Matrix metalloproteinase-3 (MMP3) and MMP9 genes and risk of myocardial infarction, ischemic stroke, and hemorrhagic stroke

Objective: We assessed the association of genetic variation in MMP3 and MMP9 with risk of myocardial infarction and stroke. Methods: A case-control study was conducted among members of Group Health (GH), a large-integrated health care delivery system. Case subjects with incident non-fatal myocardial infarction (n = 854), ischemic stroke (n = 367), and hemorrhagic stroke (n = 66) were identified and validated. A matched control group was selected from among GH members without myocardial infarction or stroke (n = 2696). Haplotype-tagging sets of single-nucleotide polymorphisms (SNPs) in MMP3 and MMP9 were genotyped. Results: MMP3 haplotype 2 was associated with reduced risk of myocardial infarction (adjusted odds ratio (OR) per copy = 0.80, 95% confidence interval 0.66, 0.98) and increased risk of hemorrhagic stroke (OR = 1.69, 95% confidence interval 1.05, 2.75).

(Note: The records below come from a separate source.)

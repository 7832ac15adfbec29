mod blog_post_document;
mod blog_post_query_mongo;
mod blog_post_repository_mongo;

pub use blog_post_query_mongo::BlogPostQueryMongo;
pub use blog_post_repository_mongo::BlogPostRepositoryMongo;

Results for MMP3 haplotype 2 and ischemic stroke resembled those for myocardial infarction but did not achieve statistical significance (OR = 0.85, 95% confidence interval 0.64, 1.12). No individual SNP identified MMP3 haplotype 2, and none of the individual MMP3 SNPs were associated with myocardial infarction or stroke. MMP9 haplotypes or SNPs were not associated with myocardial infarction or stroke. Conclusions: MMP3 haplotype may predict both cardiac events and stroke.